▸ Your assignment:
Go through the records and count every line that holds "listener". Only the number belongs in the reply.
-- Input material follows --
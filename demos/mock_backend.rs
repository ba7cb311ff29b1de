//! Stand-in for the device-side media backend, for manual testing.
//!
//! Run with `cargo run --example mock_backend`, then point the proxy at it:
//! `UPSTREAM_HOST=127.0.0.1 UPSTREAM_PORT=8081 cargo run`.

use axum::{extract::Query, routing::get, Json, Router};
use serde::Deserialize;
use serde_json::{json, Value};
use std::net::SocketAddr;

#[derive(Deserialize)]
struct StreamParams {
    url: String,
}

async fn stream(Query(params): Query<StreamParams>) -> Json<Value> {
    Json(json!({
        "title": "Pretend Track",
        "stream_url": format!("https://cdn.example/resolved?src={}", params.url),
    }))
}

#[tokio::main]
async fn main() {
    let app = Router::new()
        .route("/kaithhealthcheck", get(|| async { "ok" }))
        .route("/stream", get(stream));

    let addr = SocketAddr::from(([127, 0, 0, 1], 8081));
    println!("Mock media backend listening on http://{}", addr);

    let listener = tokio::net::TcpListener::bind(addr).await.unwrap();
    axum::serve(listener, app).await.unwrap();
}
-- Input material concluded --
-- Input material follows --
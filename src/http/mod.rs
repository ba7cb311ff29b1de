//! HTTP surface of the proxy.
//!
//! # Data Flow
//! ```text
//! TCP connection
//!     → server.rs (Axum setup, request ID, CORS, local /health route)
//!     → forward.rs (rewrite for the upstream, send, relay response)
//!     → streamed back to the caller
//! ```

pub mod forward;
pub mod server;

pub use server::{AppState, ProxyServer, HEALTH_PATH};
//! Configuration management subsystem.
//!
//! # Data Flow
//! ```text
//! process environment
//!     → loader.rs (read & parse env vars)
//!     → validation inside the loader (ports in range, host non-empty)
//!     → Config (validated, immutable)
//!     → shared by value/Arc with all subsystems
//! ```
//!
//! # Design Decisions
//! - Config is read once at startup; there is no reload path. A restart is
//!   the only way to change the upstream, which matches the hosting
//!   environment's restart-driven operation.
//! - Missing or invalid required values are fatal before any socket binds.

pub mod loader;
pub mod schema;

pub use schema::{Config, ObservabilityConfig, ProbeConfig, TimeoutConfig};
-- Input material concluded --
▸ Completed exercise:
2